The word “serve” in leadership still means something…
It’s been personally frustrating and honestly disheartening to watch some of today’s most visible “leaders” act more like performers than servant leaders.
They seem more interested in power, posture, and platforming, than in earning the respect of those they’re supposed to serve.
That word, "serve", still means something even though it seems increasingly rare to see in high office.
When I led teams in the military and in civilian life, I always tried to model those who saw leadership as a responsibility and not a perk.
My feeling: If we can’t do right by the people we lead, then we don’t deserve to lead them.
What happens, though, when leadership gets performative? When it becomes about showing allegiance and loyalty than it is about uplifting, protecting, and enabling others?

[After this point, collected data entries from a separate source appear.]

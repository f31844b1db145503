//! Chunked transfer coding of a streamed response body.
//!
//! Chunks are framed in place in the exchange buffer. The writer keeps room
//! for the hex length and CRLF in front of the data and for the trailing CRLF
//! after it:
//!
//! ```text
//! |  head room  |          data           |CRLF|
//!      ^ hex length + CRLF, right aligned
//! ```
//!
//! so a full buffer goes out as one contiguous write.
//!
//! A HTTP/1.0 peer can't receive chunks. The same writer then passes the
//! data through unframed and the end of the body is the end of the connection.

use std::ops::Range;

const CRLF: &[u8] = b"\r\n";
const LAST_CHUNK: &[u8] = b"0\r\n\r\n";

/// Smallest buffer able to carry at least one byte of chunk data.
pub(crate) const MIN_CAPACITY: usize = 16;

#[derive(Debug)]
pub(crate) struct ChunkedWriter {
    /// Start of the data region.
    head: usize,
    /// Room kept after the data region.
    tail: usize,
    /// Chunk framing, false for a close delimited body.
    framed: bool,
    /// Bytes of data currently buffered.
    len: usize,
    /// The body producer reported end of data.
    eof: bool,
}

impl ChunkedWriter {
    pub fn new(capacity: usize) -> Self {
        assert!(capacity >= MIN_CAPACITY, "Buffer too small for chunked body");

        // the largest chunk is smaller than the capacity, so its length
        // never needs more hex digits than the capacity itself.
        let head = hex_digits(capacity) + CRLF.len();

        ChunkedWriter {
            head,
            tail: CRLF.len(),
            framed: true,
            len: 0,
            eof: false,
        }
    }

    /// Writer passing data through without chunk framing.
    pub fn close_delimited() -> Self {
        ChunkedWriter {
            head: 0,
            tail: 0,
            framed: false,
            len: 0,
            eof: false,
        }
    }

    /// Where the next body bytes go.
    pub fn spare<'a>(&self, buf: &'a mut [u8]) -> &'a mut [u8] {
        let end = buf.len() - self.tail;
        &mut buf[(self.head + self.len)..end]
    }

    /// Accept `amount` bytes written into `spare()`.
    pub fn advance(&mut self, amount: usize) {
        self.len += amount;
    }

    pub fn is_full(&self, capacity: usize) -> bool {
        self.head + self.len == capacity - self.tail
    }

    pub fn has_data(&self) -> bool {
        self.len > 0
    }

    pub fn set_eof(&mut self) {
        self.eof = true;
    }

    pub fn is_eof(&self) -> bool {
        self.eof
    }

    /// Frames the buffered data as one chunk, returning the range to write out.
    ///
    /// The writer is empty again afterwards.
    pub fn frame(&mut self, buf: &mut [u8]) -> Range<usize> {
        assert!(self.len > 0, "frame() with no chunk data");

        if !self.framed {
            let len = self.len;
            self.len = 0;
            return 0..len;
        }

        let mut hex = [0_u8; 16];
        let digits = write_hex(self.len, &mut hex);

        let crlf_at = self.head - CRLF.len();
        let start = crlf_at - digits;

        buf[start..crlf_at].copy_from_slice(&hex[..digits]);
        buf[crlf_at..self.head].copy_from_slice(CRLF);

        let end = self.head + self.len;
        buf[end..(end + CRLF.len())].copy_from_slice(CRLF);

        trace!("Chunk framed: {} bytes", self.len);

        self.len = 0;

        start..(end + CRLF.len())
    }

    /// Writes the terminating zero length chunk.
    pub fn finish(&mut self, buf: &mut [u8]) -> Range<usize> {
        assert!(self.len == 0, "finish() with unframed chunk data");

        if !self.framed {
            return 0..0;
        }

        buf[..LAST_CHUNK.len()].copy_from_slice(LAST_CHUNK);

        0..LAST_CHUNK.len()
    }
}

fn hex_digits(mut n: usize) -> usize {
    let mut digits = 1;
    while n >= 16 {
        n >>= 4;
        digits += 1;
    }
    digits
}

fn write_hex(n: usize, out: &mut [u8; 16]) -> usize {
    const HEX: &[u8] = b"0123456789abcdef";

    let digits = hex_digits(n);
    let mut v = n;
    for i in (0..digits).rev() {
        out[i] = HEX[v & 0xf];
        v >>= 4;
    }
    digits
}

I don’t have all the answers. But I do believe we need to recenter leadership around service, reflection, and respect.
I was reflecting on some of the organizational culture characteristics that worked well in some high-performing teams and organizations I’ve worked with…
Normalize reflection as a leadership muscle.
The leaders I’ve admired most often agonize over their decisions, not because they’re indecisive, but bc they care about downstream impact. They normalize things like AARs, 360 feedback, and retrospectives. They celebrate vulnerability in decision-making as a sign of maturity, not weakness.Re-anchor “respect” to consistency and fairness, not charisma.
They don’t conflate popularity with credibility. They elevate steady, competent leaders who quietly make teams better. And they institutionalize metrics of leadership that reflect things like trust, retention, or development and not just stage presence.Reclaim the word “strength.”
It seems one of the biggest PR wins of performative leaders is that they get to monopolize the word “strength.” Rather, in high-performing organizations they frame qualities like empathy, restraint, and listening as skills worth mastering with intention and courage. Emotional intelligence is a strategic asset, not just a “soft skill.”Build apprenticeship, not just succession.
If leaders are picked based on alignment with the current power structure, then it’s hard for servant leaders to rise. Rather, high-performing cultures seem to implement mentorship systems that pass along wisdom and moral reasoning to the next generation of leaders, and not just incentivize on operational decisions.Change what gets rewarded and recognized.
Ultimately, culture is influenced by incentives. If we want more servant leaders, reward service not showmanship. (“Loud” doesn't equal “effective”.) Redesign scorecards to reflect how direct reports feel about working with their leader, not just what gets delivered.